With 2021 recruit Cesca now firmly embedded in The Red Stains line-up, the four-piece now feel settled and established and the sometimes destructive chaos of their early shows, magnificent as it was, appears to be consigned to the past. It's been replaced by a controlled but spontaneous energy, propelled by the hard-edged rhythm section of Sterling on bass and Ben on drums allowing Cesca to work her magic with the contents of her ironing board keyboard stand and for Natalie to prowl the room stepping off the imaginary divide on the floor between stage and audience to bring these songs into the audience's faces.
The older songs - opener Trolley Dashers, Freezer Jesus and debut single Mannequin - have been beefed up and pack a harder punch without losing the element of fun that The Red Stains take with them wherever they go and that they'll never lose. Natalie buzzes around the stage and the floor, lost in a world of her own, almost taking Sterling out at one point with her mic while encouraging her to sing or bump-dancing with Cesca as Smile hits its funky breakdown section. Their cover of Madonna's Material Girl might lead to fatwas from the most hardcore of her fanbase such is the irreverence to the structure of the original, but it has all the attitude and spirit and intent of the original even if it wears different clothes.
They've got a message to impart though behind that fun and there's no shortage of targets for their ire - THAT man who tells a woman to smile because they look prettier when they do (Natalie shows her disdain by raising her middle finger as she tells us the inspiration for their last single Smile), the debt collectors that pursue young people (the newest song and certain single Cashing Out that shows their progression as songwriters), the gogglebox culture of TV Static and the rather more sedate sworn enemy that is the Metrolink ticket inspectors (Jump The Met).
Slowly but surely The Red Stains are morphing into a band to be taken very seriously indeed.

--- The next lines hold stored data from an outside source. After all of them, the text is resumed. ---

//! HTTP surface subsystem.
//!
//! # Data Flow
//! ```text
//! Client request
//!     → server.rs (Axum router, request ID, trace, timeout)
//!     → handlers.rs
//!         POST/PUT/DELETE /features → drawing surface → DrawEvent
//!         GET /route               → current "route" source
//!         GET /map                 → static viewport
//!     → response.rs (error mapping)
//! ```
//!
//! The HTTP layer never calls the matcher; matching is driven solely by
//! draw events consumed by the pipeline coordinator.

pub mod handlers;
pub mod request;
pub mod response;
pub mod server;

pub use handlers::{AppState, DrawRequest};
pub use request::X_REQUEST_ID;
pub use server::HttpServer;
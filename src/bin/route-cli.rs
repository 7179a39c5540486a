use std::path::PathBuf;

use clap::{Parser, Subcommand};
use serde_json::{json, Value};

use route_snap::config::load_config;
use route_snap::geo::{Coordinate, FeatureCollection, SearchRadius};
use route_snap::MapboxMatcher;

#[derive(Parser)]
#[command(name = "route-cli")]
#[command(about = "Command-line client for the route capture service", long_about = None)]
struct Cli {
    #[arg(short, long, default_value = "http://localhost:8080")]
    url: String,

    #[command(subcommand)]
    command: Commands,
}

#[derive(Subcommand)]
enum Commands {
    /// Match the last line of a GeoJSON file directly against the matching service
    Match {
        /// FeatureCollection to read the line from
        #[arg(short, long)]
        file: PathBuf,
        /// Override the configured search radius (meters)
        #[arg(short, long)]
        radius: Option<f64>,
        /// Path to a TOML configuration file
        #[arg(short, long)]
        config: Option<PathBuf>,
    },
    /// Draw a new line, e.g. `draw 69.24,41.31 69.25,41.32`
    Draw { points: Vec<String> },
    /// Replace the geometry of an existing line
    Redraw { id: String, points: Vec<String> },
    /// Delete a line
    Trash { id: String },
    /// Show the current route geometry
    Route,
    /// List drawn features
    Features,
}

#[tokio::main]
async fn main() -> Result<(), Box<dyn std::error::Error>> {
    let cli = Cli::parse();
    let client = reqwest::Client::new();

    match cli.command {
        Commands::Match {
            file,
            radius,
            config,
        } => {
            let config = load_config(config.as_deref())?;
            let collection: FeatureCollection =
                serde_json::from_str(&std::fs::read_to_string(&file)?)?;
            let feature = collection.last().ok_or("file contains no features")?;
            let path = feature
                .geometry
                .as_path()
                .ok_or_else(|| format!("last feature is a {}", feature.geometry.kind()))?;

            let radii = SearchRadius::uniform(
                radius.unwrap_or(config.matching.search_radius_m),
                path.len(),
            );
            let matcher = MapboxMatcher::new(config.matching)?;
            let matching = matcher.try_match(&path, &radii).await?;
            println!("{}", serde_json::to_string_pretty(&matching)?);
        }
        Commands::Draw { points } => {
            let res = client
                .post(format!("{}/features", cli.url))
                .json(&json!({ "coordinates": parse_points(&points)? }))
                .send()
                .await?;
            print_response(res).await?;
        }
        Commands::Redraw { id, points } => {
            let res = client
                .put(format!("{}/features/{}", cli.url, id))
                .json(&json!({ "coordinates": parse_points(&points)? }))
                .send()
                .await?;
            print_response(res).await?;
        }
        Commands::Trash { id } => {
            let res = client
                .delete(format!("{}/features/{}", cli.url, id))
                .send()
                .await?;
            print_response(res).await?;
        }
        Commands::Route => {
            let res = client.get(format!("{}/route", cli.url)).send().await?;
            print_response(res).await?;
        }
        Commands::Features => {
            let res = client.get(format!("{}/features", cli.url)).send().await?;
            print_response(res).await?;
        }
    }

    Ok(())
}

fn parse_points(points: &[String]) -> Result<Vec<Coordinate>, Box<dyn std::error::Error>> {
    points
        .iter()
        .map(|point| -> Result<Coordinate, Box<dyn std::error::Error>> {
            let (lon, lat) = point
                .split_once(',')
                .ok_or_else(|| format!("expected lon,lat but got '{}'", point))?;
            Ok(Coordinate::new(lon.trim().parse()?, lat.trim().parse()?))
        })
        .collect()
}

async fn print_response(res: reqwest::Response) -> Result<(), Box<dyn std::error::Error>> {
    let status = res.status();
    if !status.is_success() {
        eprintln!("Error: service returned status {}", status);
        if let Ok(text) = res.text().await {
            eprintln!("Details: {}", text);
        }
        return Ok(());
    }

    let text = res.text().await?;
    match serde_json::from_str::<Value>(&text) {
        Ok(json) => println!("{}", serde_json::to_string_pretty(&json)?),
        Err(_) if text.is_empty() => println!("{}", status),
        Err(_) => println!("{}", text),
    }
    Ok(())
}
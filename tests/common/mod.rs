//! Shared utilities for integration tests.

use std::net::SocketAddr;
use std::sync::{Arc, Mutex};
use std::time::Duration;

use tokio::io::{AsyncReadExt, AsyncWriteExt};
use tokio::net::TcpListener;

use route_snap::config::MatchingConfig;

/// Request lines seen by a mock matching service, e.g. `GET /matching/... HTTP/1.1`.
#[derive(Clone, Default)]
pub struct RecordedRequests(Arc<Mutex<Vec<String>>>);

#[allow(dead_code)]
impl RecordedRequests {
    pub fn all(&self) -> Vec<String> {
        self.0.lock().unwrap().clone()
    }

    pub fn len(&self) -> usize {
        self.0.lock().unwrap().len()
    }
}

/// Start a mock matching service that answers every request with a fixed
/// status and body.
pub async fn start_mock_matcher(status: u16, body: &str) -> (SocketAddr, RecordedRequests) {
    let listener = TcpListener::bind("127.0.0.1:0").await.unwrap();
    let addr = listener.local_addr().unwrap();
    let recorded = RecordedRequests::default();
    let body = body.to_string();

    let requests = recorded.clone();
    tokio::spawn(async move {
        loop {
            match listener.accept().await {
                Ok((mut socket, _)) => {
                    let requests = requests.clone();
                    let body = body.clone();
                    tokio::spawn(async move {
                        let head = read_head(&mut socket).await;
                        if let Some(line) = head.lines().next() {
                            requests.0.lock().unwrap().push(line.to_string());
                        }

                        let status_text = match status {
                            200 => "200 OK",
                            401 => "401 Unauthorized",
                            404 => "404 Not Found",
                            422 => "422 Unprocessable Entity",
                            500 => "500 Internal Server Error",
                            _ => "200 OK",
                        };
                        let response = format!(
                            "HTTP/1.1 {}\r\nContent-Type: application/json\r\nContent-Length: {}\r\nConnection: close\r\n\r\n{}",
                            status_text,
                            body.len(),
                            body
                        );
                        let _ = socket.write_all(response.as_bytes()).await;
                        let _ = socket.shutdown().await;
                        tokio::time::sleep(Duration::from_millis(10)).await;
                    });
                }
                Err(_) => break,
            }
        }
    });

    (addr, recorded)
}

async fn read_head(socket: &mut tokio::net::TcpStream) -> String {
    let mut buf = Vec::new();
    let mut chunk = [0u8; 1024];
    loop {
        match socket.read(&mut chunk).await {
            Ok(0) | Err(_) => break,
            Ok(n) => {
                buf.extend_from_slice(&chunk[..n]);
                if buf.windows(4).any(|w| w == b"\r\n\r\n") {
                    break;
                }
            }
        }
    }
    String::from_utf8_lossy(&buf).into_owned()
}

/// Matching configuration pointed at a mock service.
pub fn matching_config(addr: SocketAddr) -> MatchingConfig {
    MatchingConfig {
        base_url: format!("http://{}", addr),
        access_token: "test-token".to_string(),
        search_radius_m: 25.0,
        ..MatchingConfig::default()
    }
}

/// A successful response with a single candidate.
pub const ONE_MATCHING: &str = r#"{
    "code": "Ok",
    "matchings": [{
        "confidence": 0.92,
        "distance": 2843.1,
        "duration": 312.4,
        "geometry": {
            "type": "LineString",
            "coordinates": [[69.2401, 41.3102], [69.2502, 41.3199], [69.2599, 41.3298]]
        },
        "legs": [{"distance": 2843.1, "duration": 312.4, "summary": "", "steps": []}]
    }]
}"#;

/// A successful response with two candidates; the first must win.
#[allow(dead_code)]
pub const TWO_MATCHINGS: &str = r#"{
    "code": "Ok",
    "matchings": [
        {"geometry": {"type": "LineString", "coordinates": [[1.0, 2.0], [3.0, 4.0]]}},
        {"geometry": {"type": "LineString", "coordinates": [[5.0, 6.0], [7.0, 8.0]]}}
    ]
}"#;

#[allow(dead_code)]
pub const NO_MATCHINGS: &str = r#"{"code": "NoMatch", "message": "Could not match", "matchings": []}"#;
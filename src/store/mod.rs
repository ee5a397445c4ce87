//! Time-series store contract
//!
//! The query core never touches storage directly. Everything it needs from
//! the backing time-series engine goes through [`TimeSeriesStore`]: range
//! scans, counts, temporary views, calendar and range aggregation, and the
//! time-aligned union used for cross-stream correlation.
//!
//! Temporary views are created by the store and named with collision-free
//! random tokens. Whoever receives a [`ViewHandle`] owns it and must pass it
//! to [`TimeSeriesStore::drop_view`] exactly once.
//!
//! [`MemoryStore`] is the in-process reference implementation. It evaluates
//! predicates with [`crate::predicate`], and records every view it creates
//! and every drop it receives so cleanup can be verified.
//!
//! Stream definitions, rules and macros live in a [`MetadataCatalog`];
//! [`MemoryCatalog`] keeps them in process and validates writes.

mod catalog;
mod contract;
mod errors;
mod memory;

pub use catalog::{MemoryCatalog, MetadataCatalog};
pub use contract::{ScanSpec, TimeSeriesStore, ViewHandle, ViewRef};
pub use errors::{CatalogError, CatalogResult, StoreError, StoreOp, StoreResult};
pub use memory::MemoryStore;
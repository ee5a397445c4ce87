//! Caller-facing operations
//!
//! [`SensorGate`] is what a request layer talks to: access resolution,
//! plan execution, aggregate parsing, and tuple ingest. Ingest accepts
//! JSON tuples and CSV uploads, conforms values to the stream's channel
//! types, stores them, and widens the channel statistics used for noise
//! calibration.

mod errors;
mod facade;
mod ingest;

pub use errors::{IngestError, IngestResult};
pub use facade::SensorGate;
pub use ingest::{detect_delimiter, parse_csv, parse_json_tuples, RawTuple};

The rough edges are being smoothed a little, but it makes the ones that remain even sharper and more pointed, their anger more controlled but more powerful for it and musically they're a world apart from where they were two and a half years ago. Their crowds are growing too, a mix of those who witnessed those early shambolic yet brilliant outings, the people they've picked up on the way and the curious or those who've stumbled upon them for the first time.
The Red Stains played Trolley Dashers, Freezer Jesus, Cashing Out, Pacer Train, Mannequin, Jump The Met, TV Static, Mother's Ruin, Smile and Material Girl.